What is expected: Lines below that hold the word "FocusPos" must be copied in full.

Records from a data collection
※ ※ ※

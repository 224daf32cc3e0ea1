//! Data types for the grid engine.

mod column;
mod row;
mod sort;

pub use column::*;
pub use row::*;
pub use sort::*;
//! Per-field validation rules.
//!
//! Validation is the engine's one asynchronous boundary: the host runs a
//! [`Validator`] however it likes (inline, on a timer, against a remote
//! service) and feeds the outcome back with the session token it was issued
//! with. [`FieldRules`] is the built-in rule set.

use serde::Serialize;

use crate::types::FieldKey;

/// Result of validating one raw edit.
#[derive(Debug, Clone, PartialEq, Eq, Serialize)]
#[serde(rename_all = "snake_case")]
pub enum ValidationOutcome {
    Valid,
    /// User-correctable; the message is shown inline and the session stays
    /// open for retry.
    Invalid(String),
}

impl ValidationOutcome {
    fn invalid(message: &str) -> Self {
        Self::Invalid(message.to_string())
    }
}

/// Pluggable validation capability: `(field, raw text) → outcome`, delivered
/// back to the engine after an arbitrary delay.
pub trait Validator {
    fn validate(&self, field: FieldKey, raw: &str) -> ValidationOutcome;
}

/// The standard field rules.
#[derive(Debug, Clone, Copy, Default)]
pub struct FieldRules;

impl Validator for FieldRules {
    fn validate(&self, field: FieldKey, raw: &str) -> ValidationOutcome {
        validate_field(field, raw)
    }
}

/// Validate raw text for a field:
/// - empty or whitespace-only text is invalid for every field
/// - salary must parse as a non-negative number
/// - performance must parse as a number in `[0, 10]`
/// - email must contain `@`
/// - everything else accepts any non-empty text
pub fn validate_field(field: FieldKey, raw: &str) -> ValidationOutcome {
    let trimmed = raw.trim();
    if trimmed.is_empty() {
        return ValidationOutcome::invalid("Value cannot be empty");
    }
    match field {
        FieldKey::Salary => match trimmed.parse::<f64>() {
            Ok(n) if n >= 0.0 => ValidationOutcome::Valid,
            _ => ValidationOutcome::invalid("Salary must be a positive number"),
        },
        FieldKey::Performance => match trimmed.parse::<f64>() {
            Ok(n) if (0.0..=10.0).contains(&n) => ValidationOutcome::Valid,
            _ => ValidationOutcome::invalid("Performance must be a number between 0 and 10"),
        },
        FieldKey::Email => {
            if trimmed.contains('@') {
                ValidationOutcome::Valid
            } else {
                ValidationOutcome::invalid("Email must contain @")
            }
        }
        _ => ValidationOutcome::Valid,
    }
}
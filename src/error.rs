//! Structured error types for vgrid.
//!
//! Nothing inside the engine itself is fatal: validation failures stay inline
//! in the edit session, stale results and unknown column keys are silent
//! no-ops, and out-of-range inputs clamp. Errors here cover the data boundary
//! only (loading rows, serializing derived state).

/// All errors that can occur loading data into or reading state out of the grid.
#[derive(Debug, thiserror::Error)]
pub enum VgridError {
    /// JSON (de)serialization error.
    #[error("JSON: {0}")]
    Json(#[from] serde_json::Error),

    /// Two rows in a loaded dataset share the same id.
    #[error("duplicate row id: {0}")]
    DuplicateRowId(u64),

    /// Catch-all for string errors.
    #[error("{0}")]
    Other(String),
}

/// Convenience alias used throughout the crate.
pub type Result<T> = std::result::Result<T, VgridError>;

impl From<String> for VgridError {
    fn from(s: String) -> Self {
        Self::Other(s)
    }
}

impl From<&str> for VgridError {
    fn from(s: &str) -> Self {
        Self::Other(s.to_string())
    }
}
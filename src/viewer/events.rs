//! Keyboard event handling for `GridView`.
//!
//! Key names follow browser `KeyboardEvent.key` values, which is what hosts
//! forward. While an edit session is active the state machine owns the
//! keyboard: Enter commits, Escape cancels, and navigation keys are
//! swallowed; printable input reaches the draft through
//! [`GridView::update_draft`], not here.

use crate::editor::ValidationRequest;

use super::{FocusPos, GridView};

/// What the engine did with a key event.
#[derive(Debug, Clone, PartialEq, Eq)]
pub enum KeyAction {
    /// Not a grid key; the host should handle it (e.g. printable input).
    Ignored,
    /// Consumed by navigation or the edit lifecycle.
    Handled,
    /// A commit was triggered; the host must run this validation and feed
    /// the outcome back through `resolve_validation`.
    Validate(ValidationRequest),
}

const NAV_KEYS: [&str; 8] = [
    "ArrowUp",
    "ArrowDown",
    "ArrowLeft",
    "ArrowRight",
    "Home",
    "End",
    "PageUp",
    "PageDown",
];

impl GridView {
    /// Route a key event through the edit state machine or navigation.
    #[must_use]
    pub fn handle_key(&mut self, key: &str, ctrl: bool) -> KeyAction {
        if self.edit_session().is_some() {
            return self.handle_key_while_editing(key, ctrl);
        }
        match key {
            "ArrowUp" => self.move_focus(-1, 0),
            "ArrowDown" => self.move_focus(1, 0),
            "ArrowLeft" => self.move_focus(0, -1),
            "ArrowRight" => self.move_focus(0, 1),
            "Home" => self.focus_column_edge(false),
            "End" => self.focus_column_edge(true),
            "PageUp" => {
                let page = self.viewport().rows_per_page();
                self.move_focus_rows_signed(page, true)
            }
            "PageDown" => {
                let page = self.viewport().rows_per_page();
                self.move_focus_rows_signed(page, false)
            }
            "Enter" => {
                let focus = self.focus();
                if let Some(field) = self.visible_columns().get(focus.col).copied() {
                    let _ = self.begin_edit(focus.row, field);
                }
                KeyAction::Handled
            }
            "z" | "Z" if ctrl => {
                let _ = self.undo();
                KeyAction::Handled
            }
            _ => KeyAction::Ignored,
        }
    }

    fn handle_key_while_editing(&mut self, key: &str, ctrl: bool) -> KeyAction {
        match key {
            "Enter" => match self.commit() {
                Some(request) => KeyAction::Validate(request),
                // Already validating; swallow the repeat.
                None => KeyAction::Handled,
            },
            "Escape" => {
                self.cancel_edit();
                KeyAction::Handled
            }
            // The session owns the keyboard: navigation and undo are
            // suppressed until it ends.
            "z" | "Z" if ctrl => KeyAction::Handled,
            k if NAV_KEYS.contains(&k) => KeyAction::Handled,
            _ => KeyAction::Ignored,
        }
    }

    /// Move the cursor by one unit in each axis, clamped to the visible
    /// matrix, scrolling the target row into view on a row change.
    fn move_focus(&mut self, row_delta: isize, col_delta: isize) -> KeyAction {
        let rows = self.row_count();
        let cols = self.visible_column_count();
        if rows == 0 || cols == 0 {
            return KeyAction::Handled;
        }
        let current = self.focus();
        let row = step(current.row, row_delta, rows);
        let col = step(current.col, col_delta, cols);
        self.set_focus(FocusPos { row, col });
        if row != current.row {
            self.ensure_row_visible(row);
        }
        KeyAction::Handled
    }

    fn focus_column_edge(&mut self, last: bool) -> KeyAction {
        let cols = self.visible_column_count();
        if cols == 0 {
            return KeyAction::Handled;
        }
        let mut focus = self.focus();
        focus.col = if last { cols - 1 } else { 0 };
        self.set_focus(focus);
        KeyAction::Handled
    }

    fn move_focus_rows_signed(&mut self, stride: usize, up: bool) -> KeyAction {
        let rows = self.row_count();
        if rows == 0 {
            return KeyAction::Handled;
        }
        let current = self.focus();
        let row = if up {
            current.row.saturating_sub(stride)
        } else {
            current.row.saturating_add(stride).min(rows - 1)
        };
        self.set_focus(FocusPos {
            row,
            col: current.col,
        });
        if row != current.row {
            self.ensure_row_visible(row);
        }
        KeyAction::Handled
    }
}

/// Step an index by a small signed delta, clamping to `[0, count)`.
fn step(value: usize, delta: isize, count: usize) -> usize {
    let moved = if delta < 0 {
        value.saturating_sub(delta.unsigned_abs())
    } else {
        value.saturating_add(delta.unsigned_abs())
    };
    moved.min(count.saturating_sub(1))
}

※ ※ ※

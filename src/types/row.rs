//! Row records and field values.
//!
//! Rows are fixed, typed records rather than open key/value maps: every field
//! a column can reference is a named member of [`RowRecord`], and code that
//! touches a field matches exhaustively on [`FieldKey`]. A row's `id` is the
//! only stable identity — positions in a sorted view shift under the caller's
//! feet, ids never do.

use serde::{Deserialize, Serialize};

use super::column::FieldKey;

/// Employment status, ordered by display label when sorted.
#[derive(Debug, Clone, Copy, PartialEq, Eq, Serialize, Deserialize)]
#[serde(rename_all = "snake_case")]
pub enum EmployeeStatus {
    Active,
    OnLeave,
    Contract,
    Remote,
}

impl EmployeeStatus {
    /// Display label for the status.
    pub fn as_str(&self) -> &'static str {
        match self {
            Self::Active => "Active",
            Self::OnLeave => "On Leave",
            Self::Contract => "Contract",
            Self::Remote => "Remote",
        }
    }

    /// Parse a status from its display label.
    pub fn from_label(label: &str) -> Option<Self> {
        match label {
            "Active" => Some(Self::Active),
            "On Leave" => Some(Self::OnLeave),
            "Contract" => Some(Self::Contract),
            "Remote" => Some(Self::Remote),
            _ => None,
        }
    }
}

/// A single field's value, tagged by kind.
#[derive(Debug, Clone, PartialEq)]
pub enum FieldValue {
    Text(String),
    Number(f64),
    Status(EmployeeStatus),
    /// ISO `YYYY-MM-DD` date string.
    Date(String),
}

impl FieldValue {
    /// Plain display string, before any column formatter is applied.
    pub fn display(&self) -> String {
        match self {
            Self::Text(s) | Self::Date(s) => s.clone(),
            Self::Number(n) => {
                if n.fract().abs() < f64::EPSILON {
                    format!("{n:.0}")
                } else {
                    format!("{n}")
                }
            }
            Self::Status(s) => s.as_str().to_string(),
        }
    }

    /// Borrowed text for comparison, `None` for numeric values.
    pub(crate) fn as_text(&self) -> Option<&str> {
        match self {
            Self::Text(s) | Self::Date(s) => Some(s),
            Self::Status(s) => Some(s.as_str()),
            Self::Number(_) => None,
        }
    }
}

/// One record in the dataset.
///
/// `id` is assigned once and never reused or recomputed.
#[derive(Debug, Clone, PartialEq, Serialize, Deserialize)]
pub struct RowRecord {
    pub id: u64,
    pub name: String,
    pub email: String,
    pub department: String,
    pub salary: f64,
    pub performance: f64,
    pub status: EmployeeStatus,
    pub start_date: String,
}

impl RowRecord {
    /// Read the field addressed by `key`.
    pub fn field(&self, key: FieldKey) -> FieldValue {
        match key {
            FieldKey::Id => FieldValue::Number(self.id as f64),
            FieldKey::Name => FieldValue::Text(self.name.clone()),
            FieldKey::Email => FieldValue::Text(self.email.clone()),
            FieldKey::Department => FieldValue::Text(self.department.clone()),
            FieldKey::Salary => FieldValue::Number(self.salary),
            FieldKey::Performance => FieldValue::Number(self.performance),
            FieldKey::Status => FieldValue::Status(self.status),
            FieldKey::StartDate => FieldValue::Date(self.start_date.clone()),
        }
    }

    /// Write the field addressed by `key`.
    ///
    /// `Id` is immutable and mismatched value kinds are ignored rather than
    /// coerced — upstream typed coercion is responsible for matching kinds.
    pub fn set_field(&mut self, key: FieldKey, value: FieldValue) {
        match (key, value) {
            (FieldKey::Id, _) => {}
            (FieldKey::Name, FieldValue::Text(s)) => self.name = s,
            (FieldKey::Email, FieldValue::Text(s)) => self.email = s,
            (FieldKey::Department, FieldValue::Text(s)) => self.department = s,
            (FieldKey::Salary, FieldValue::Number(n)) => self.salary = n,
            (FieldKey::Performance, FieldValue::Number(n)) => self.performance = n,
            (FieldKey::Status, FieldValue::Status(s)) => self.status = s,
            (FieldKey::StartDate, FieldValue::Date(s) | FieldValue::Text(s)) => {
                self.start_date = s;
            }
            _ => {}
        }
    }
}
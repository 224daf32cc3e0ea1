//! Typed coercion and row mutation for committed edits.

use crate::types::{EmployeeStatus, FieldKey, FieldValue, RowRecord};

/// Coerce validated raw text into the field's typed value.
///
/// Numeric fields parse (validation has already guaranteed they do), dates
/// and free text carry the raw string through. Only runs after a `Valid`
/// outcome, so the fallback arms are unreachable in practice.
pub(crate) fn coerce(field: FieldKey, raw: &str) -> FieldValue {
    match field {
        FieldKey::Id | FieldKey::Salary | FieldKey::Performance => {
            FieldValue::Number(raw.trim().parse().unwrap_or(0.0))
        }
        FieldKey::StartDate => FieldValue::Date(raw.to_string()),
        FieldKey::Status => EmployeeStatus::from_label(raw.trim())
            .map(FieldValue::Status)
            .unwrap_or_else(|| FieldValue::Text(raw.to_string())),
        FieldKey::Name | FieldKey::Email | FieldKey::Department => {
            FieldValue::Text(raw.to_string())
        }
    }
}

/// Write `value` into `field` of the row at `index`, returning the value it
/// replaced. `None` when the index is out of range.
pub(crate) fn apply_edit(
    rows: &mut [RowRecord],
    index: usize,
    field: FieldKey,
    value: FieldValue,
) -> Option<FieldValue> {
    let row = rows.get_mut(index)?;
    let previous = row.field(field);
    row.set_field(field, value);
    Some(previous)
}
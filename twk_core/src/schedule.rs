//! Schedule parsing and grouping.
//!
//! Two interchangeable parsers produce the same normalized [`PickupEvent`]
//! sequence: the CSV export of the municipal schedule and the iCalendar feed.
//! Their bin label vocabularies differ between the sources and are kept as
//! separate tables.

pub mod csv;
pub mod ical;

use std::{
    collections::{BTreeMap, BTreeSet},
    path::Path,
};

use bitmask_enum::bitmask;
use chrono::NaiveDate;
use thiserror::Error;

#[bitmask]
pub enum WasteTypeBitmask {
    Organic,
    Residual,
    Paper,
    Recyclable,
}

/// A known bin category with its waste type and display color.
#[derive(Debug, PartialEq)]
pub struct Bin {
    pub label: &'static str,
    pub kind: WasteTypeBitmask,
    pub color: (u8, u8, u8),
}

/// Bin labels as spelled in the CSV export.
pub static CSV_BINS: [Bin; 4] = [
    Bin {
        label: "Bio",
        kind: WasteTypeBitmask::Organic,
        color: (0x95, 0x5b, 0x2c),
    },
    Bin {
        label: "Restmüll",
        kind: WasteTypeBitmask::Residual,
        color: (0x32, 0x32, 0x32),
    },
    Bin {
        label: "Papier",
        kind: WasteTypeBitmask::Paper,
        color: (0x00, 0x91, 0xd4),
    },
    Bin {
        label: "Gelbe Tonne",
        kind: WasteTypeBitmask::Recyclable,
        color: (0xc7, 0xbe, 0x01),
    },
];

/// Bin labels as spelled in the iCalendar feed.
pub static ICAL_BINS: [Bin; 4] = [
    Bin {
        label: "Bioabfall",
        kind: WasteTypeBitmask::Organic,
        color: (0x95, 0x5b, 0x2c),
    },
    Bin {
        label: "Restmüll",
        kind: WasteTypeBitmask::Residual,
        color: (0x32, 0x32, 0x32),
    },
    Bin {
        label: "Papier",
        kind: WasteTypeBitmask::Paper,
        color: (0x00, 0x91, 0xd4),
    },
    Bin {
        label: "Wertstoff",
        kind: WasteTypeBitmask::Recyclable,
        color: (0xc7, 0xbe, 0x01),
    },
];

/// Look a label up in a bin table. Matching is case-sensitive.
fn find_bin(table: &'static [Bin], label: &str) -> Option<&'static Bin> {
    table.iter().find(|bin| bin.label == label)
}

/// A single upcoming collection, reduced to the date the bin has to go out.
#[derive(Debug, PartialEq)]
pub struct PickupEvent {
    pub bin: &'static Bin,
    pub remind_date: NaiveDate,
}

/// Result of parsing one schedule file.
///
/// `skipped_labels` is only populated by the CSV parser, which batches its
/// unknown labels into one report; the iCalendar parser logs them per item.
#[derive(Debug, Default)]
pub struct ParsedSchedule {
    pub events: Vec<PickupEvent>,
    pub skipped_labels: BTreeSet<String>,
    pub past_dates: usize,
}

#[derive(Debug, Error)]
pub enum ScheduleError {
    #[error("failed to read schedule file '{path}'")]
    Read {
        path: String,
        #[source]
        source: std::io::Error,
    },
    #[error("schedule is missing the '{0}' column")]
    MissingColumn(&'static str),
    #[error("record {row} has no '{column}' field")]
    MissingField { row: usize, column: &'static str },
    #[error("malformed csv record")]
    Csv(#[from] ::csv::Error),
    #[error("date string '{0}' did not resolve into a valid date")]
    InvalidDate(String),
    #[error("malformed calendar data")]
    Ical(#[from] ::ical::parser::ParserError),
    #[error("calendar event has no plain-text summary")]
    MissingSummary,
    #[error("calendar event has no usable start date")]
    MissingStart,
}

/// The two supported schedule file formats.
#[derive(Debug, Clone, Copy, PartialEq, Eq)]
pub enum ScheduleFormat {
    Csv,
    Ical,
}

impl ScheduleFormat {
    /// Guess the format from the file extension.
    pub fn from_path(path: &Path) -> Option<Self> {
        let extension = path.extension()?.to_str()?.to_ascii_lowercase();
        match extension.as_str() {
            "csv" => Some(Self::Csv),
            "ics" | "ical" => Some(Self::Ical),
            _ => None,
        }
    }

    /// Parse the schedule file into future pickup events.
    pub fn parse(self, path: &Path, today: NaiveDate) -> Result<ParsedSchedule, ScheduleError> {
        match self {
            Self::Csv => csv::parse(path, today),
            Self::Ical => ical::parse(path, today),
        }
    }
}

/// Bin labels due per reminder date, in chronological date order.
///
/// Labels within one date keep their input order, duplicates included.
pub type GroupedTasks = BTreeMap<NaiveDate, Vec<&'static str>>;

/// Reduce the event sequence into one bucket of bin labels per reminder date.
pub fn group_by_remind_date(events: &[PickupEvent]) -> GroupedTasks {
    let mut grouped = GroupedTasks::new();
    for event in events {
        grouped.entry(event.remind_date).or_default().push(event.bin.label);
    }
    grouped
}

※ ※ ※

Finished exercise:
use super::{FocusPos, GridView};
        self.set_focus(FocusPos { row, col });
        self.set_focus(FocusPos {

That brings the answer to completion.